But another problem appears: what about space? As the records pile up, a single disk page won't be able to store all the historical data.

Iteration 3: SSTables and compaction

That is when the third iteration kicks in: SSTables and a compaction strategy.

An SSTable is essentially a smaller, consolidated version of the previous log. Compaction consolidates the keys, so eventually a key shows only one value (or one tombstone), one entry at a time.

Yet compaction is expensive, it involves both reading and writing, so it is deferred until necessary. As a result we end up with a bunch of SSTables. Each individual SSTable guarantees its keys are unique, but the same key can still be duplicated across different SSTables. So in the worst case the reader still has to browse through all SSTables to find a key. Is it possible to somehow accelerate this?

Iteration 4: Sorting: the "S" in SSTable

The fourth version accelerates reading inside each SSTable by sorting the keys when doing compaction, which reduces the search inside a table to log(size of SSTable). This reflects the naming of the SSTable: Sorted String Table.

A nice side effect: because each SSTable is now individually sorted, merging several of them during compaction becomes a single linear merge-sort pass over already-sorted runs, rather than a sort from scratch.

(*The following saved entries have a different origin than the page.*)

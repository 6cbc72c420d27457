// crates/datatrust-server/src/auth.rs
// ============================================================================
// Module: Transport Authentication
// Description: Bearer and JWT authentication for the HTTP transport.
// Purpose: Resolve caller identity or reject before dispatch.
// Dependencies: jsonwebtoken, subtle, datatrust-config, datatrust-core
// ============================================================================

//! ## Overview
//! Bearer tokens compare constant-time against a process-wide secret
//! resolved from the environment at startup. JWTs verify HS256 (shared
//! secret) or RS256 (PEM public key from env or file) with `exp`/`nbf`
//! checks under a configured clock skew, optional issuer/audience checks,
//! and exact-equality required claims. Identity extraction reads the
//! subject, tenant, roles (array or space-delimited), and scopes.
//! Security posture: authorization headers are untrusted input; every
//! failure maps to 401 without leaking verification detail.

// ============================================================================
// SECTION: Imports
// ============================================================================

use datatrust_config::AuthConfig;
use datatrust_config::AuthMode;
use datatrust_config::JwtAlgorithm;
use datatrust_config::JwtConfig;
use datatrust_core::Identity;
use jsonwebtoken::Algorithm;
use jsonwebtoken::DecodingKey;
use jsonwebtoken::Validation;
use serde_json::Value;
use subtle::ConstantTimeEq;

// ============================================================================
// SECTION: Errors
// ============================================================================

/// Authentication initialization failure (startup time).
#[derive(Debug, thiserror::Error)]
#[error("authentication setup failed: {0}")]
pub struct AuthInitError(pub String);

/// Authentication rejection (request time, maps to 401).
#[derive(Debug, Clone, PartialEq, Eq, thiserror::Error)]
#[error("unauthorized: {reason}")]
pub struct AuthError {
    /// Rejection reason for logs; not leaked verbatim to clients.
    pub reason: String,
}

impl AuthError {
    /// Creates a rejection with a reason.
    #[must_use]
    pub fn new(reason: impl Into<String>) -> Self {
        Self {
            reason: reason.into(),
        }
    }
}

// ============================================================================
// SECTION: Authenticator
// ============================================================================

/// JWT verification material resolved at startup.
struct JwtVerifier {
    /// Decoding key.
    key: DecodingKey,
    /// Prepared validation rules.
    validation: Validation,
    /// Claims that must equal the configured values exactly.
    required_claims: std::collections::BTreeMap<String, Value>,
}

/// Request authenticator for the HTTP transport.
pub struct Authenticator {
    /// Configured mode.
    mode: AuthMode,
    /// Bearer secret resolved from the environment.
    bearer_secret: Option<String>,
    /// JWT verifier when JWT modes are enabled.
    jwt: Option<JwtVerifier>,
}

impl Authenticator {
    /// Builds an authenticator, resolving secrets from the environment.
    ///
    /// # Errors
    ///
    /// Returns [`AuthInitError`] when a required secret or key is missing
    /// or malformed.
    pub fn from_config(config: &AuthConfig) -> Result<Self, AuthInitError> {
        let bearer_secret = match (&config.mode, &config.bearer_token_env) {
            (AuthMode::Bearer | AuthMode::BearerOrJwt, Some(env_name)) => {
                Some(std::env::var(env_name).map_err(|_| {
                    AuthInitError(format!("environment variable `{env_name}` is not set"))
                })?)
            }
            _ => None,
        };
        let jwt = match config.mode {
            AuthMode::Jwt | AuthMode::BearerOrJwt => Some(build_verifier(&config.jwt)?),
            AuthMode::None | AuthMode::Bearer => None,
        };
        Ok(Self {
            mode: config.mode,
            bearer_secret,
            jwt,
        })
    }

    /// Returns a stable label for the configured mode.
    #[must_use]
    pub const fn mode_label(&self) -> &'static str {
        match self.mode {
            AuthMode::None => "none",
            AuthMode::Bearer => "bearer",
            AuthMode::Jwt => "jwt",
            AuthMode::BearerOrJwt => "bearer_or_jwt",
        }
    }

    /// Authenticates one request from its Authorization header.
    ///
    /// # Errors
    ///
    /// Returns [`AuthError`] when the caller cannot be authenticated.
    pub fn authenticate(&self, authorization: Option<&str>) -> Result<Identity, AuthError> {
        match self.mode {
            AuthMode::None => Ok(Identity::default()),
            AuthMode::Bearer => self.check_bearer(authorization).map(|()| Identity::default()),
            AuthMode::Jwt => self.check_jwt(authorization),
            AuthMode::BearerOrJwt => {
                if self.check_bearer(authorization).is_ok() {
                    return Ok(Identity::default());
                }
                self.check_jwt(authorization)
            }
        }
    }

    /// Validates a bearer token constant-time.
    fn check_bearer(&self, authorization: Option<&str>) -> Result<(), AuthError> {
        let token = extract_bearer(authorization)?;
        let Some(secret) = &self.bearer_secret else {
            return Err(AuthError::new("bearer secret is not configured"));
        };
        if token.len() == secret.len()
            && bool::from(token.as_bytes().ct_eq(secret.as_bytes()))
        {
            Ok(())
        } else {
            Err(AuthError::new("bearer token mismatch"))
        }
    }

    /// Verifies a JWT and extracts the identity.
    fn check_jwt(&self, authorization: Option<&str>) -> Result<Identity, AuthError> {
        let token = extract_bearer(authorization)?;
        let Some(verifier) = &self.jwt else {
            return Err(AuthError::new("jwt verification is not configured"));
        };
        let data = jsonwebtoken::decode::<Value>(token, &verifier.key, &verifier.validation)
            .map_err(|err| AuthError::new(format!("jwt rejected: {err}")))?;
        let claims = data.claims;
        for (name, expected) in &verifier.required_claims {
            if claims.get(name) != Some(expected) {
                return Err(AuthError::new(format!("required claim `{name}` mismatch")));
            }
        }
        Ok(extract_identity(&claims))
    }
}

/// Strips the `Bearer ` scheme from an Authorization header.
fn extract_bearer(authorization: Option<&str>) -> Result<&str, AuthError> {
    let header = authorization.ok_or_else(|| AuthError::new("missing authorization header"))?;
    header
        .strip_prefix("Bearer ")
        .map(str::trim)
        .filter(|token| !token.is_empty())
        .ok_or_else(|| AuthError::new("authorization header is not a bearer token"))
}

/// Builds the JWT verifier from configuration.
fn build_verifier(config: &JwtConfig) -> Result<JwtVerifier, AuthInitError> {
    let (key, algorithm) = match config.algorithm {
        JwtAlgorithm::Hs256 => {
            let env_name = config.secret_env.as_deref().ok_or_else(|| {
                AuthInitError("jwt.secret_env is required for HS256".to_string())
            })?;
            let secret = std::env::var(env_name).map_err(|_| {
                AuthInitError(format!("environment variable `{env_name}` is not set"))
            })?;
            (DecodingKey::from_secret(secret.as_bytes()), Algorithm::HS256)
        }
        JwtAlgorithm::Rs256 => {
            let pem = if let Some(env_name) = config.public_key_env.as_deref() {
                std::env::var(env_name).map_err(|_| {
                    AuthInitError(format!("environment variable `{env_name}` is not set"))
                })?
            } else if let Some(path) = config.public_key_file.as_deref() {
                std::fs::read_to_string(path).map_err(|err| {
                    AuthInitError(format!("failed to read public key `{path}`: {err}"))
                })?
            } else {
                return Err(AuthInitError(
                    "jwt.public_key_env or public_key_file is required for RS256".to_string(),
                ));
            };
            let key = DecodingKey::from_rsa_pem(pem.as_bytes())
                .map_err(|err| AuthInitError(format!("invalid RS256 public key: {err}")))?;
            (key, Algorithm::RS256)
        }
    };

    let mut validation = Validation::new(algorithm);
    validation.leeway = config.clock_skew_seconds;
    validation.validate_nbf = true;
    if let Some(iss) = &config.iss {
        validation.set_issuer(&[iss]);
    }
    if config.aud.is_empty() {
        validation.validate_aud = false;
    } else {
        validation.set_audience(&config.aud);
    }

    Ok(JwtVerifier {
        key,
        validation,
        required_claims: config.required_claims.clone(),
    })
}

/// Extracts subject, tenant, roles, and scopes from verified claims.
fn extract_identity(claims: &Value) -> Identity {
    let subject = claims.get("sub").and_then(Value::as_str).map(str::to_string);
    let tenant = claims.get("tenant").and_then(Value::as_str).map(str::to_string);
    let roles = string_list(claims.get("roles"));
    let scopes = if let Some(scope) = claims.get("scope").and_then(Value::as_str) {
        scope.split_whitespace().map(str::to_string).collect()
    } else {
        string_list(claims.get("scopes"))
    };
    Identity {
        subject,
        tenant,
        roles,
        scopes,
    }
}

/// Reads a claim as a string array or space-delimited string.
fn string_list(value: Option<&Value>) -> Vec<String> {
    match value {
        Some(Value::Array(items)) => items
            .iter()
            .filter_map(Value::as_str)
            .map(str::to_string)
            .collect(),
        Some(Value::String(text)) => text.split_whitespace().map(str::to_string).collect(),
        _ => Vec::new(),
    }
}

// ============================================================================
// SECTION: Tests
// ============================================================================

Even so, the cost of compaction is still a concern. Repeatedly compacting overlapping tables means rewriting the same data over and over again, which further wears down the physical drive's life. Plus the space efficiency is still not good enough, we are still wasting space on duplicate keys across SSTables.

Iteration 5: Layering

How do we improve compaction? you might ask. The fifth version comes in: layering.

Now imagine that on top of all these SSTables, we keep the most recent records in an in-memory buffer (the memtable). Whenever it grows too large to keep in memory, we flush and consolidate it into an SSTable in the first layer.

Gradually, once we accumulate enough SSTables in the first layer, we consolidate them and flush down into the second layer, and the same happens for each following layer, all the way down to the bottom.

The key invariant that makes this work: within each layer (below the first), the SSTables cover non-overlapping key ranges. That is why a read needs to check at most one table per layer, and why compacting a table only touches the handful of overlapping tables in the layer below it, instead of everything at once.

These layers look like a pyramid: the top (first layer) holds the fewest SSTables while the bottom holds the most. This shape lets us do compaction gradually, rather than running one very expensive whole-database compaction once in a while.

Iteration 6: Bloom filters

There is still a bad reading case to improve: when a key doesn't exist at all, the reader may have to traverse every SSTable only to find nothing.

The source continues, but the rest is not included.